Task brief:
Only one stretch of the data below is wanted: the lines starting at the one with "for (line, flagged)" and ending at the one with "match expand_first_long_call(tables, &line)?", both included, given again exactly.

Input data:

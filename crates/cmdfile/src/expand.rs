// SPDX-License-Identifier: BUSL-1.1
// Copyright (c) 2026 Alfred Jean LLC

//! Bounded fixpoint macro expansion.
//!
//! Each pass walks every still-flagged line. Short macros are expanded
//! in-place, every defined call in the line at once; if none fired, the
//! first remaining `name()` call is tried as a long macro, which
//! multiplies the line by its body (prefix and suffix tokens are
//! carried onto every produced line). A line's flag stays set exactly
//! while it may still contain macro calls. The pass count is capped so
//! macro cycles terminate deterministically.

use crate::parser::CmdfileError;
use ats_core::CommandLine;
use indexmap::IndexMap;
use regex::Regex;
use std::sync::LazyLock;
use tracing::warn;

/// Upper bound on expansion passes before giving up on a fixpoint.
pub const MAX_EXPANSION_PASSES: usize = 20;

/// A token of the form `name()`.
// Allow expect here as the regex is compile-time verified to be valid
#[allow(clippy::expect_used)]
static MACRO_CALL: LazyLock<Regex> = LazyLock::new(|| {
    Regex::new(r"^([A-Za-z][A-Za-z0-9_-]*)\(\)$").expect("constant regex pattern is valid")
});

#[allow(clippy::expect_used)]
static MACRO_NAME: LazyLock<Regex> = LazyLock::new(|| {
    Regex::new(r"^[A-Za-z][A-Za-z0-9_-]*$").expect("constant regex pattern is valid")
});

/// Returns the macro name if `token` is a `name()` call.
fn macro_call_name(token: &str) -> Option<&str> {
    MACRO_CALL
        .captures(token)
        .and_then(|caps| caps.get(1))
        .map(|m| m.as_str())
}

/// Short and long macro tables for one parse session.
///
/// Both tables keep definition order; redefinition overwrites (the
/// parser logs the warning since it knows the file).
#[derive(Debug, Clone, Default)]
pub struct MacroTables {
    short: IndexMap<String, CommandLine>,
    long: IndexMap<String, Vec<CommandLine>>,
}

impl MacroTables {
    pub fn new() -> Self {
        Self::default()
    }

    /// Whether `name` is usable as a macro name.
    pub fn is_valid_name(name: &str) -> bool {
        MACRO_NAME.is_match(name)
    }

    /// Define a short macro, returning the previous definition if any.
    pub fn define_short(&mut self, name: &str, expansion: CommandLine) -> Option<CommandLine> {
        self.short.insert(name.to_string(), expansion)
    }

    /// Define a long macro, returning the previous definition if any.
    pub fn define_long(
        &mut self,
        name: &str,
        body: Vec<CommandLine>,
    ) -> Option<Vec<CommandLine>> {
        self.long.insert(name.to_string(), body)
    }

    pub fn short(&self, name: &str) -> Option<&CommandLine> {
        self.short.get(name)
    }

    pub fn long(&self, name: &str) -> Option<&[CommandLine]> {
        self.long.get(name).map(Vec::as_slice)
    }

    pub fn is_empty(&self) -> bool {
        self.short.is_empty() && self.long.is_empty()
    }
}

/// Expand both macro tables across `lines` until fixpoint or the pass
/// cap.
///
/// Every produced line keeps the file and line number of the command
/// line it came from, never the macro definition's.
pub fn expand_macros(
    tables: &MacroTables,
    lines: Vec<CommandLine>,
) -> Result<Vec<CommandLine>, CmdfileError> {
    let mut lines: Vec<(CommandLine, bool)> = lines.into_iter().map(|l| (l, true)).collect();

    for _pass in 0..MAX_EXPANSION_PASSES {
        if !lines.iter().any(|(_, flagged)| *flagged) {
            return Ok(lines.into_iter().map(|(l, _)| l).collect());
        }

        let mut next: Vec<(CommandLine, bool)> = Vec::with_capacity(lines.len());
        for (line, flagged) in lines {
            if !flagged {
                next.push((line, false));
                continue;
            }

            if let Some(rewritten) = expand_short_calls(tables, &line) {
                next.push((rewritten, true));
                continue;
            }

            match expand_first_long_call(tables, &line)? {
                Some(produced) => next.extend(produced.into_iter().map(|l| (l, true))),
                None => next.push((line, false)),
            }
        }
        lines = next;
    }

    if let Some((line, _)) = lines.iter().find(|(_, flagged)| *flagged) {
        warn!(
            file = %line.file.display(),
            line = line.line,
            passes = MAX_EXPANSION_PASSES,
            "macro expansion did not reach a fixpoint; giving up"
        );
    }
    Ok(lines.into_iter().map(|(l, _)| l).collect())
}

/// Replace every defined short-macro call in the line.
///
/// Returns `None` if nothing was expanded. Undefined calls are left in
/// place; the long-macro scan decides whether they are fatal.
fn expand_short_calls(tables: &MacroTables, line: &CommandLine) -> Option<CommandLine> {
    let mut expanded = false;
    let mut tokens = Vec::with_capacity(line.tokens.len());
    for token in &line.tokens {
        match macro_call_name(token).and_then(|name| tables.short(name)) {
            Some(def) => {
                tokens.extend(def.tokens.iter().cloned());
                expanded = true;
            }
            None => tokens.push(token.clone()),
        }
    }
    expanded.then(|| line.with_tokens(tokens))
}

/// Expand the first `name()` call as a long macro, multiplying the line
/// by the macro body.
///
/// Returns `Ok(None)` when the line has no macro calls left. A call
/// whose name is defined in neither table is fatal: the short pass has
/// already run, so the call can never be resolved.
fn expand_first_long_call(
    tables: &MacroTables,
    line: &CommandLine,
) -> Result<Option<Vec<CommandLine>>, CmdfileError> {
    for (i, token) in line.tokens.iter().enumerate() {
        let Some(name) = macro_call_name(token) else {
            continue;
        };
        let Some(body) = tables.long(name) else {
            if tables.short(name).is_some() {
                // Defined as a short macro; the short pass will get it.
                continue;
            }
            return Err(CmdfileError::parse(
                &line.file,
                line.line,
                format!("Macro call {name} does not match any macro definitions."),
            ));
        };

        let prefix = &line.tokens[..i];
        let suffix = &line.tokens[i + 1..];
        let produced = body
            .iter()
            .map(|body_line| {
                let mut tokens =
                    Vec::with_capacity(prefix.len() + body_line.tokens.len() + suffix.len());
                tokens.extend_from_slice(prefix);
                tokens.extend(body_line.tokens.iter().cloned());
                tokens.extend_from_slice(suffix);
                line.with_tokens(tokens)
            })
            .collect();
        return Ok(Some(produced));
    }
    Ok(None)
}

#[cfg(test)]
#[path = "expand_tests.rs"]
mod tests;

Output below:
        for (line, flagged) in lines {
            if !flagged {
                next.push((line, false));
                continue;
            }

            if let Some(rewritten) = expand_short_calls(tables, &line) {
                next.push((rewritten, true));
                continue;
            }

            match expand_first_long_call(tables, &line)? {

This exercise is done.